- Opening Delimiter -

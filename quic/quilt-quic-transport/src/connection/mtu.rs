// Copyright Amazon.com, Inc. or its affiliates. All Rights Reserved.
// SPDX-License-Identifier: Apache-2.0

use quilt_quic_core::{
    packet::number::PacketNumber,
    time::{Duration, Timer, Timestamp},
};

//= https://www.rfc-editor.org/rfc/rfc9000#section-14.3
//# Endpoints SHOULD set the initial value of BASE_PLPMTU (Section 5.1 of
//# [DPLPMTUD]) to be consistent with QUIC's smallest allowed maximum
//# datagram size.

/// Probes the path MTU with padded packets and raises the packet size
/// once a probe is acknowledged.
#[derive(Debug)]
pub struct MtuDiscoverer {
    enabled: bool,
    /// The confirmed MTU every normal packet respects
    long_term_mtu: u16,
    /// The size of the next probe
    target_mtu: u16,
    max_mtu: u16,
    probe_in_flight: Option<PacketNumber>,
    probe_timer: Timer,
    probe_interval: Duration,
}

/// Step toward the ceiling by this much per successful probe
const PROBE_STEP: u16 = 80;

impl MtuDiscoverer {
    pub fn new(base_mtu: u16, max_mtu: u16, probe_interval: Duration) -> Self {
        Self {
            enabled: false,
            long_term_mtu: base_mtu,
            target_mtu: base_mtu.saturating_add(PROBE_STEP).min(max_mtu),
            max_mtu,
            probe_in_flight: None,
            probe_timer: Timer::default(),
            probe_interval,
        }
    }

    pub fn enable(&mut self, now: Timestamp) {
        if self.long_term_mtu >= self.max_mtu {
            return;
        }
        self.enabled = true;
        self.probe_timer.set(now + self.probe_interval);
    }

    /// The MTU ordinary packets must fit in
    pub fn mtu(&self) -> u16 {
        self.long_term_mtu
    }

    /// Returns the probe size when a probe is due; the caller records the
    /// packet number it was sent with
    pub fn on_timeout(&mut self, now: Timestamp) -> Option<u16> {
        if !self.enabled || self.probe_in_flight.is_some() {
            return None;
        }
        if self.probe_timer.poll_expiration(now).is_pending() {
            return None;
        }
        Some(self.target_mtu)
    }

    pub fn on_probe_sent(&mut self, packet_number: PacketNumber, now: Timestamp) {
        self.probe_in_flight = Some(packet_number);
        self.probe_timer.set(now + self.probe_interval);
    }

    /// An acked probe raises the confirmed MTU. Returns the new value
    /// when it advanced.
    pub fn on_probe_acked(&mut self, packet_number: PacketNumber) -> Option<u16> {
        if self.probe_in_flight != Some(packet_number) {
            return None;
        }
        self.probe_in_flight = None;
        self.long_term_mtu = self.target_mtu;

        if self.long_term_mtu >= self.max_mtu {
            self.enabled = false;
        } else {
            self.target_mtu = self
                .target_mtu
                .saturating_add(PROBE_STEP)
                .min(self.max_mtu);
        }

        Some(self.long_term_mtu)
    }

    /// A lost probe leaves the confirmed MTU untouched
    pub fn on_probe_lost(&mut self, packet_number: PacketNumber) {
        if self.probe_in_flight == Some(packet_number) {
            self.probe_in_flight = None;
        }
    }

    /// A writer error at the probed size reverts and disables discovery
    pub fn on_write_error(&mut self) {
        self.probe_in_flight = None;
        self.target_mtu = self.long_term_mtu;
        self.enabled = false;
        self.probe_timer.cancel();
    }

    pub fn next_timeout(&self) -> Option<Timestamp> {
        if !self.enabled || self.probe_in_flight.is_some() {
            return None;
        }
        self.probe_timer.expiration()
    }
}

#[cfg(test)]
mod tests {
    use super::*;
    use quilt_quic_core::{packet::number::PacketNumberSpace, varint::VarInt};

    fn pn(value: u32) -> PacketNumber {
        PacketNumberSpace::ApplicationData.new_packet_number(VarInt::from_u32(value))
    }

    fn now() -> Timestamp {
        Timestamp::from_duration(Duration::from_secs(1))
    }

    #[test]
    fn probe_raises_mtu_test() {
        let mut discoverer = MtuDiscoverer::new(1200, 1452, Duration::from_secs(10));
        discoverer.enable(now());
        assert_eq!(discoverer.mtu(), 1200);
        assert_eq!(discoverer.on_timeout(now()), None);

        let due = now() + Duration::from_secs(10);
        let probe_size = discoverer.on_timeout(due).unwrap();
        assert_eq!(probe_size, 1280);

        discoverer.on_probe_sent(pn(9), due);
        assert_eq!(discoverer.on_probe_acked(pn(9)), Some(1280));
        assert_eq!(discoverer.mtu(), 1280);
    }

    #[test]
    fn lost_probe_keeps_mtu_test() {
        let mut discoverer = MtuDiscoverer::new(1200, 1452, Duration::from_secs(10));
        discoverer.enable(now());
        let due = now() + Duration::from_secs(10);
        discoverer.on_timeout(due).unwrap();
        discoverer.on_probe_sent(pn(9), due);

        discoverer.on_probe_lost(pn(9));
        assert_eq!(discoverer.mtu(), 1200);
        // probing continues after the next interval
        assert!(discoverer.next_timeout().is_some());
    }

    #[test]
    fn write_error_disables_discovery_test() {
        let mut discoverer = MtuDiscoverer::new(1200, 1452, Duration::from_secs(10));
        discoverer.enable(now());
        discoverer.on_write_error();
        assert_eq!(discoverer.mtu(), 1200);
        assert_eq!(discoverer.next_timeout(), None);
    }
}
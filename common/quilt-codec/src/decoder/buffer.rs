// Copyright Amazon.com, Inc. or its affiliates. All Rights Reserved.
// SPDX-License-Identifier: Apache-2.0

use crate::decoder::{
    value::{DecoderParameterizedValue, DecoderValue},
    DecoderError,
};

pub type DecoderBufferResult<'a, T> = Result<(T, DecoderBuffer<'a>), DecoderError>;

/// DecoderBuffer is a panic-free byte buffer for look-ahead decoding
/// untrusted input
#[derive(Clone, Copy, Debug, Eq, PartialEq, PartialOrd, Ord, Hash)]
pub struct DecoderBuffer<'a> {
    bytes: &'a [u8],
}

impl<'a> DecoderBuffer<'a> {
    /// Create a new `DecoderBuffer` from a byte slice
    #[inline]
    pub const fn new(bytes: &'a [u8]) -> Self {
        Self { bytes }
    }

    /// Move out the buffer's slice. This removes the panic protection the
    /// buffer provides.
    #[inline]
    pub fn into_less_safe_slice(self) -> &'a [u8] {
        self.bytes
    }
}

impl_buffer!(
    DecoderBuffer,
    DecoderBufferResult,
    DecoderValue,
    decode,
    DecoderParameterizedValue,
    decode_parameterized,
    split_at
);

impl<'a> From<&'a [u8]> for DecoderBuffer<'a> {
    #[inline]
    fn from(bytes: &'a [u8]) -> Self {
        Self::new(bytes)
    }
}

impl<'a> From<crate::decoder::buffer_mut::DecoderBufferMut<'a>> for DecoderBuffer<'a> {
    #[inline]
    fn from(buffer: crate::decoder::buffer_mut::DecoderBufferMut<'a>) -> Self {
        buffer.freeze()
    }
}
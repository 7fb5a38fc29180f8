// Copyright Amazon.com, Inc. or its affiliates. All Rights Reserved.
// SPDX-License-Identifier: Apache-2.0

use crate::{frame::Tag, varint::VarInt};
use quilt_codec::{decoder_invariant, decoder_parameterized_value, Encoder, EncoderValue};

// RESET_STREAM_AT resets a stream while still promising delivery of the
// bytes below a reliable offset. Defined by the reliable stream reset
// extension draft.

pub(crate) const RESET_STREAM_AT_TAG: Tag = 0x24;

#[derive(Debug, Copy, Clone, PartialEq, Eq)]
pub struct ResetStreamAt {
    /// The stream being terminated
    pub stream_id: VarInt,

    /// The application protocol error code
    pub application_error_code: VarInt,

    /// The final size of the stream in bytes
    pub final_size: VarInt,

    /// Bytes below this offset are still delivered before the reset takes
    /// effect; always at most `final_size`
    pub reliable_size: VarInt,
}

impl ResetStreamAt {
    #[inline]
    pub const fn tag(&self) -> Tag {
        RESET_STREAM_AT_TAG
    }
}

decoder_parameterized_value!(
    impl<'a> ResetStreamAt {
        fn decode(_tag: Tag, buffer: Buffer) -> Result<Self> {
            let (stream_id, buffer) = buffer.decode::<VarInt>()?;
            let (application_error_code, buffer) = buffer.decode::<VarInt>()?;
            let (final_size, buffer) = buffer.decode::<VarInt>()?;
            let (reliable_size, buffer) = buffer.decode::<VarInt>()?;

            decoder_invariant!(
                reliable_size <= final_size,
                "reliable_offset > final_offset"
            );

            let frame = ResetStreamAt {
                stream_id,
                application_error_code,
                final_size,
                reliable_size,
            };

            Ok((frame, buffer))
        }
    }
);

impl EncoderValue for ResetStreamAt {
    #[inline]
    fn encode<E: Encoder>(&self, buffer: &mut E) {
        buffer.encode(&self.tag());
        buffer.encode(&self.stream_id);
        buffer.encode(&self.application_error_code);
        buffer.encode(&self.final_size);
        buffer.encode(&self.reliable_size);
    }
}

#[cfg(test)]
mod tests {
    use super::*;
    use quilt_codec::{DecoderBuffer, DecoderParameterizedValue};

    #[test]
    fn reliable_offset_validation_test() {
        // stream_id=3, error=0, final_offset=10, reliable_offset=20
        let bytes = [0x03u8, 0x00, 0x0a, 0x14];
        let decoder = DecoderBuffer::new(&bytes);
        let error = ResetStreamAt::decode_parameterized(RESET_STREAM_AT_TAG, decoder).unwrap_err();
        assert_eq!(<&'static str>::from(error), "reliable_offset > final_offset");
    }

    #[test]
    fn accepts_equal_offsets_test() {
        let bytes = [0x03u8, 0x00, 0x0a, 0x0a];
        let decoder = DecoderBuffer::new(&bytes);
        let (frame, remaining) =
            ResetStreamAt::decode_parameterized(RESET_STREAM_AT_TAG, decoder).unwrap();
        assert!(remaining.is_empty());
        assert_eq!(frame.final_size, frame.reliable_size);
    }
}
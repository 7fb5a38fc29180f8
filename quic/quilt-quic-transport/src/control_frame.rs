// Copyright Amazon.com, Inc. or its affiliates. All Rights Reserved.
// SPDX-License-Identifier: Apache-2.0

//! Tracking for retransmittable control frames.
//!
//! Every outgoing control frame is assigned a monotone 64-bit id when it
//! is buffered. The id travels with the packet that carries the frame;
//! ack and loss notifications refer back to it.

use crate::sent_packet::TransmissionType;
use alloc::collections::{BTreeSet, VecDeque};
use bytes::Bytes;
use hashbrown::HashMap;
use quilt_quic_core::{connection, frame, varint::VarInt};
use quilt_codec::{Encoder, EncoderValue};

/// Frame ids start at 1; 0 means "not trackable"
pub const INVALID_CONTROL_FRAME_ID: u64 = 0;

/// The maximum number of control frames buffered while waiting to be
/// acked or sent for the first time
pub const MAX_BUFFERED_CONTROL_FRAMES: usize = 1000;

/// An owned, retransmittable control frame
#[derive(Clone, Debug, PartialEq, Eq)]
pub enum ControlFrame {
    ResetStream(frame::ResetStream),
    ResetStreamAt(frame::ResetStreamAt),
    StopSending(frame::StopSending),
    MaxData(frame::MaxData),
    MaxStreamData(frame::MaxStreamData),
    MaxStreams(frame::MaxStreams),
    DataBlocked(frame::DataBlocked),
    StreamDataBlocked(frame::StreamDataBlocked),
    StreamsBlocked(frame::StreamsBlocked),
    NewConnectionId(frame::NewConnectionId),
    RetireConnectionId(frame::RetireConnectionId),
    NewToken(Bytes),
    HandshakeDone(frame::HandshakeDone),
    AckFrequency(frame::AckFrequency),
}

impl ControlFrame {
    /// The key used for window update deduplication: `None` for
    /// connection-level updates, the stream id otherwise
    fn window_update_key(&self) -> Option<Option<VarInt>> {
        match self {
            Self::MaxData(_) => Some(None),
            Self::MaxStreamData(frame) => Some(Some(frame.stream_id)),
            _ => None,
        }
    }
}

impl EncoderValue for ControlFrame {
    fn encode<E: Encoder>(&self, buffer: &mut E) {
        match self {
            Self::ResetStream(frame) => buffer.encode(frame),
            Self::ResetStreamAt(frame) => buffer.encode(frame),
            Self::StopSending(frame) => buffer.encode(frame),
            Self::MaxData(frame) => buffer.encode(frame),
            Self::MaxStreamData(frame) => buffer.encode(frame),
            Self::MaxStreams(frame) => buffer.encode(frame),
            Self::DataBlocked(frame) => buffer.encode(frame),
            Self::StreamDataBlocked(frame) => buffer.encode(frame),
            Self::StreamsBlocked(frame) => buffer.encode(frame),
            Self::NewConnectionId(frame) => buffer.encode(frame),
            Self::RetireConnectionId(frame) => buffer.encode(frame),
            Self::NewToken(token) => buffer.encode(&frame::NewToken {
                token: token.as_ref(),
            }),
            Self::HandshakeDone(frame) => buffer.encode(frame),
            Self::AckFrequency(frame) => buffer.encode(frame),
        }
    }
}

/// The write hook the manager drives frames through.
///
/// Returning `false` signals the writer is currently unable to take the
/// frame; the manager stops and retries on the next `on_can_write`.
pub trait FrameSender {
    fn send_control_frame(
        &mut self,
        id: u64,
        frame: &ControlFrame,
        transmission_type: TransmissionType,
    ) -> bool;
}

/// Buffers, retransmits, and acknowledges outgoing control frames by id
#[derive(Debug)]
pub struct ControlFrameManager {
    /// Slot `i` holds the frame with id `least_unacked + i`; acked slots
    /// are tombstoned until the window slides past them
    frames: VecDeque<Option<ControlFrame>>,
    last_id: u64,
    least_unacked: u64,
    least_unsent: u64,
    pending_retransmission: BTreeSet<u64>,
    /// stream id (or `None` for MAX_DATA) -> most recent outstanding
    /// window update id
    window_updates: HashMap<Option<VarInt>, u64>,
}

impl ControlFrameManager {
    pub fn new() -> Self {
        Self {
            frames: VecDeque::new(),
            last_id: INVALID_CONTROL_FRAME_ID,
            least_unacked: 1,
            least_unsent: 1,
            pending_retransmission: BTreeSet::new(),
            window_updates: HashMap::new(),
        }
    }

    /// Assigns the next id to `frame` and appends it to the buffer.
    ///
    /// The caller drives the actual send through `on_can_write`.
    pub fn write_or_buffer(&mut self, frame: ControlFrame) -> Result<u64, connection::Error> {
        self.last_id += 1;
        let id = self.last_id;
        self.frames.push_back(Some(frame));

        if self.frames.len() > MAX_BUFFERED_CONTROL_FRAMES {
            return Err(connection::Error::TooManyBufferedControlFrames);
        }

        Ok(id)
    }

    fn slot(&self, id: u64) -> Option<&ControlFrame> {
        if id < self.least_unacked || id > self.last_id {
            return None;
        }
        self.frames
            .get((id - self.least_unacked) as usize)
            .and_then(|slot| slot.as_ref())
    }

    /// Returns true while the frame has been neither acked nor superseded
    pub fn is_outstanding(&self, id: u64) -> bool {
        id != INVALID_CONTROL_FRAME_ID && id < self.least_unsent && self.slot(id).is_some()
    }

    /// Marks `id` as sent for the first time
    pub fn on_frame_sent(&mut self, id: u64) {
        debug_assert_eq!(id, self.least_unsent, "control frames are sent in id order");
        if id == self.least_unsent {
            self.least_unsent += 1;
        }

        // sending a newer window update supersedes the outstanding one
        // for the same stream
        if let Some(key) = self.slot(id).and_then(ControlFrame::window_update_key) {
            if let Some(previous) = self.window_updates.insert(key, id) {
                if previous != id {
                    self.on_frame_acked(previous);
                }
            }
        }
    }

    /// Clears the slot for `id`. Returns true if the frame was
    /// outstanding before the call.
    pub fn on_frame_acked(&mut self, id: u64) -> bool {
        if !self.is_outstanding(id) {
            return false;
        }

        if let Some(key) = self.slot(id).and_then(ControlFrame::window_update_key) {
            if self.window_updates.get(&key) == Some(&id) {
                self.window_updates.remove(&key);
            }
        }

        self.frames[(id - self.least_unacked) as usize] = None;
        self.pending_retransmission.remove(&id);

        // slide the window past acked slots
        while self.least_unacked < self.least_unsent {
            match self.frames.front() {
                Some(None) => {
                    self.frames.pop_front();
                    self.least_unacked += 1;
                }
                _ => break,
            }
        }

        true
    }

    /// Marks `id` pending retransmission unless it was already acked
    pub fn on_frame_lost(&mut self, id: u64) {
        if self.is_outstanding(id) {
            self.pending_retransmission.insert(id);
        }
    }

    /// Re-serializes a still-outstanding frame through the sender.
    ///
    /// Returns false if the sender rejected the write; the frame stays
    /// pending.
    pub fn retransmit(
        &mut self,
        id: u64,
        transmission_type: TransmissionType,
        sender: &mut impl FrameSender,
    ) -> bool {
        let Some(frame) = self.slot(id) else {
            // already acked; nothing to resend
            self.pending_retransmission.remove(&id);
            return true;
        };
        let frame = frame.clone();

        if !self.is_outstanding(id) {
            self.pending_retransmission.remove(&id);
            return true;
        }

        if sender.send_control_frame(id, &frame, transmission_type) {
            self.pending_retransmission.remove(&id);
            true
        } else {
            false
        }
    }

    /// Drains pending retransmissions, then buffered new frames, stopping
    /// at the first writer rejection
    pub fn on_can_write(&mut self, sender: &mut impl FrameSender) {
        if self.retransmit_pending(sender) {
            self.write_buffered(sender);
        }
    }

    /// Resends every lost frame; returns false when the writer blocks
    pub fn retransmit_pending(&mut self, sender: &mut impl FrameSender) -> bool {
        while let Some(id) = self.pending_retransmission.iter().next().copied() {
            if !self.retransmit(id, TransmissionType::LossRetransmission, sender) {
                return false;
            }
        }
        true
    }

    /// Sends every buffered frame; returns false when the writer blocks
    pub fn write_buffered(&mut self, sender: &mut impl FrameSender) -> bool {
        while self.has_buffered_frames() {
            let id = self.least_unsent;
            let Some(frame) = self.slot(id).cloned() else {
                // buffered frames cannot be acked before first send
                debug_assert!(false, "unsent control frame slot is empty");
                self.least_unsent += 1;
                continue;
            };

            if !sender.send_control_frame(id, &frame, TransmissionType::NotRetransmission) {
                return false;
            }

            self.on_frame_sent(id);
        }
        true
    }

    /// Returns true while frames are waiting to be sent for the first
    /// time
    #[inline]
    pub fn has_buffered_frames(&self) -> bool {
        self.least_unsent <= self.last_id
    }

    /// Returns true while lost frames are waiting to be resent
    #[inline]
    pub fn has_pending_retransmission(&self) -> bool {
        !self.pending_retransmission.is_empty()
    }

    /// Returns true while any sent frame has not been acked
    #[inline]
    pub fn is_waiting_for_acks(&self) -> bool {
        (self.least_unacked..self.least_unsent).any(|id| self.slot(id).is_some())
    }
}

- Closing Delimiter -

▶ Work order
Check each line of the records for "FrameSender" and copy the ones that contain it.

▶ Solved problem
pub trait FrameSender {
        sender: &mut impl FrameSender,
    pub fn on_can_write(&mut self, sender: &mut impl FrameSender) {
    pub fn retransmit_pending(&mut self, sender: &mut impl FrameSender) -> bool {
    pub fn write_buffered(&mut self, sender: &mut impl FrameSender) -> bool {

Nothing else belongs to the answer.